Work to be completed:
The expected answer is the set of lines in the data below between the line holding "data: vec![0; (canvas.width" and the line holding "impl FrameSink for CountingSink", inclusive, written out exactly.

BEGIN Given records

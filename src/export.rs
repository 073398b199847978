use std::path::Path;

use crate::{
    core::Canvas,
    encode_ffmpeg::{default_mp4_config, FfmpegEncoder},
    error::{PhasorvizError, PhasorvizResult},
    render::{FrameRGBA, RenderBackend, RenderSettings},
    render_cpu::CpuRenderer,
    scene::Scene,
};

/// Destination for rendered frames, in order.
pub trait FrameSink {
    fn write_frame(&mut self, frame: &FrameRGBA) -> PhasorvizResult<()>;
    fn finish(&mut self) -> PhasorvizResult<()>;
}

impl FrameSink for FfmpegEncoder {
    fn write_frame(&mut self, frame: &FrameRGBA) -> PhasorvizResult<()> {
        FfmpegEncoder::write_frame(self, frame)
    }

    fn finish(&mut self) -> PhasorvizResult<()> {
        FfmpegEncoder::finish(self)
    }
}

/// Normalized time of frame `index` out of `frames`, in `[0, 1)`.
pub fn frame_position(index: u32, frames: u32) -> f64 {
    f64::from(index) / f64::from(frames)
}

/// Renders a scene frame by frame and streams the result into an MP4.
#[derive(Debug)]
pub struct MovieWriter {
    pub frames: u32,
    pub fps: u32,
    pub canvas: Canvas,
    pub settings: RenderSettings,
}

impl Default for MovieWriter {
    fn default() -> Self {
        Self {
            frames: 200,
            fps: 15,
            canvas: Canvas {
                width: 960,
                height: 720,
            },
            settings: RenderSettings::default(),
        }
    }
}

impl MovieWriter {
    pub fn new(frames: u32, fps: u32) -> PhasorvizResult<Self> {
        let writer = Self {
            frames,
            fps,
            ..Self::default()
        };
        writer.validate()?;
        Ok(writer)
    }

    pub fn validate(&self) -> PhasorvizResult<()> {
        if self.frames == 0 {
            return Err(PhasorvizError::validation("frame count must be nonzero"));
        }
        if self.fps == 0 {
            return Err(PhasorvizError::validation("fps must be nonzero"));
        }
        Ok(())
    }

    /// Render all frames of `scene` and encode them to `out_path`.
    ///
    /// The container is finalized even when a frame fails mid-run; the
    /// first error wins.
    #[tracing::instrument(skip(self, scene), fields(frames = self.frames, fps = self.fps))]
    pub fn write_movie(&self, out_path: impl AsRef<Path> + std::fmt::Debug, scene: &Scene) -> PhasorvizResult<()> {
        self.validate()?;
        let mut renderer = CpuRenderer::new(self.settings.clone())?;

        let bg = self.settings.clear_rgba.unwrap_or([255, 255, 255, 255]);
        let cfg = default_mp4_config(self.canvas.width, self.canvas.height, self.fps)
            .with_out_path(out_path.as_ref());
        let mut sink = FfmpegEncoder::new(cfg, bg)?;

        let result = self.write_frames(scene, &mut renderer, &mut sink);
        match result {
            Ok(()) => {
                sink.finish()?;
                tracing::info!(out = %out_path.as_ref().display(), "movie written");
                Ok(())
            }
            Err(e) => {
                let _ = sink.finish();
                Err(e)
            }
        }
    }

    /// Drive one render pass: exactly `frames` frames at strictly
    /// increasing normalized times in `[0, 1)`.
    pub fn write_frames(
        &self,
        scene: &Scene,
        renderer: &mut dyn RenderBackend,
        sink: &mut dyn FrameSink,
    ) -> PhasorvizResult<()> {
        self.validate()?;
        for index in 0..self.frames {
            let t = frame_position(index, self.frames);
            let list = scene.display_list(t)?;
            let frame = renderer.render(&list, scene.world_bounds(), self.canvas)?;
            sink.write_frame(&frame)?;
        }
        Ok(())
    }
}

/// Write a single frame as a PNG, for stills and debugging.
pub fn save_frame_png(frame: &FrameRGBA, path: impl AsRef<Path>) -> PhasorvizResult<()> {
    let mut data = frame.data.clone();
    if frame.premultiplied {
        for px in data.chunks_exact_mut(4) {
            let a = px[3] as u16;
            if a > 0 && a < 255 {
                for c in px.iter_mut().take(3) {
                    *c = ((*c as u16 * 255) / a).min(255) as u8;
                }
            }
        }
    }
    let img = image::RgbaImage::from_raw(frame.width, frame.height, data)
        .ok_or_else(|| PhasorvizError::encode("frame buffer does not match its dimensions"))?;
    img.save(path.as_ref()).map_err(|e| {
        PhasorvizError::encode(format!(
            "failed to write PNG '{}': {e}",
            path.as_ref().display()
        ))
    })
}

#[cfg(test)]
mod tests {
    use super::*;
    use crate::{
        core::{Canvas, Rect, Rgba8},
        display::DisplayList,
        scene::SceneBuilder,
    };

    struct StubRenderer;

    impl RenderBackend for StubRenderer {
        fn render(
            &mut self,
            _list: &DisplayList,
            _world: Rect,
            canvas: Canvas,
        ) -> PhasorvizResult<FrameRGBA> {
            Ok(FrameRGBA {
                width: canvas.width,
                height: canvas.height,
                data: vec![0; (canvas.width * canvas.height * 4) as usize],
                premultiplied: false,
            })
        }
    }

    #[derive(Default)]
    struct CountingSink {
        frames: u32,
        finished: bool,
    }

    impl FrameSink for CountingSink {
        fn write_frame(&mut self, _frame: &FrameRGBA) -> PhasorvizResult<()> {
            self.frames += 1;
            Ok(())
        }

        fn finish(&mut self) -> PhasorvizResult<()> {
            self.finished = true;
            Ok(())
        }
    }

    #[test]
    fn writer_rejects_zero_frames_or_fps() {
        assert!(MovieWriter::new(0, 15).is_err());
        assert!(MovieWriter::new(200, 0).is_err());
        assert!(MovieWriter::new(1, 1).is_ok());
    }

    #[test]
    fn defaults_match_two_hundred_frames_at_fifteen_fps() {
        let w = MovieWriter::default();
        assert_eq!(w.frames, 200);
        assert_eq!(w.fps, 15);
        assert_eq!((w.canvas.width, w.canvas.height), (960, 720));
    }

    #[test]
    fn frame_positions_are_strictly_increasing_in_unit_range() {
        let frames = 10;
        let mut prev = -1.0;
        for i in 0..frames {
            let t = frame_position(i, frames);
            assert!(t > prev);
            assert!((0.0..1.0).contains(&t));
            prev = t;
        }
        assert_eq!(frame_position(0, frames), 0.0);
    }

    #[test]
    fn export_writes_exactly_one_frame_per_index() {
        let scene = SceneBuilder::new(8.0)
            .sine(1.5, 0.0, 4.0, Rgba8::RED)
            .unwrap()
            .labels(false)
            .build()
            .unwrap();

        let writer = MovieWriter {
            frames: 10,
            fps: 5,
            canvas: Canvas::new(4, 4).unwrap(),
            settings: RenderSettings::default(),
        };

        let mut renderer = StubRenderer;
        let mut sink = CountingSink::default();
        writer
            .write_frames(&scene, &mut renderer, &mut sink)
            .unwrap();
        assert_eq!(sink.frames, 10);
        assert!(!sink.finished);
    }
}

END Given records
BEGIN Given records

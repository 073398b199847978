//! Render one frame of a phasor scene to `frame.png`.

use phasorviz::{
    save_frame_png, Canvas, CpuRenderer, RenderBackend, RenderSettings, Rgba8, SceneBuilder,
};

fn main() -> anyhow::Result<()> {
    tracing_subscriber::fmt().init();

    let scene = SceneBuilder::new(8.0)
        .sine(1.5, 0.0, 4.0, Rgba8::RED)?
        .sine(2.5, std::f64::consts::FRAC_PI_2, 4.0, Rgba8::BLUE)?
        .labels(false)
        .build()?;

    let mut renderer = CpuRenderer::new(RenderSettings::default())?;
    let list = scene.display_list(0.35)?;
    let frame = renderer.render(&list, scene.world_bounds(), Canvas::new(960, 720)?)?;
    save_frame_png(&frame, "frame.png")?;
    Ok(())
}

END Given records

Answer to this exercise:
                data: vec![0; (canvas.width * canvas.height * 4) as usize],
                premultiplied: false,
            })
        }
    }

    #[derive(Default)]
    struct CountingSink {
        frames: u32,
        finished: bool,
    }

    impl FrameSink for CountingSink {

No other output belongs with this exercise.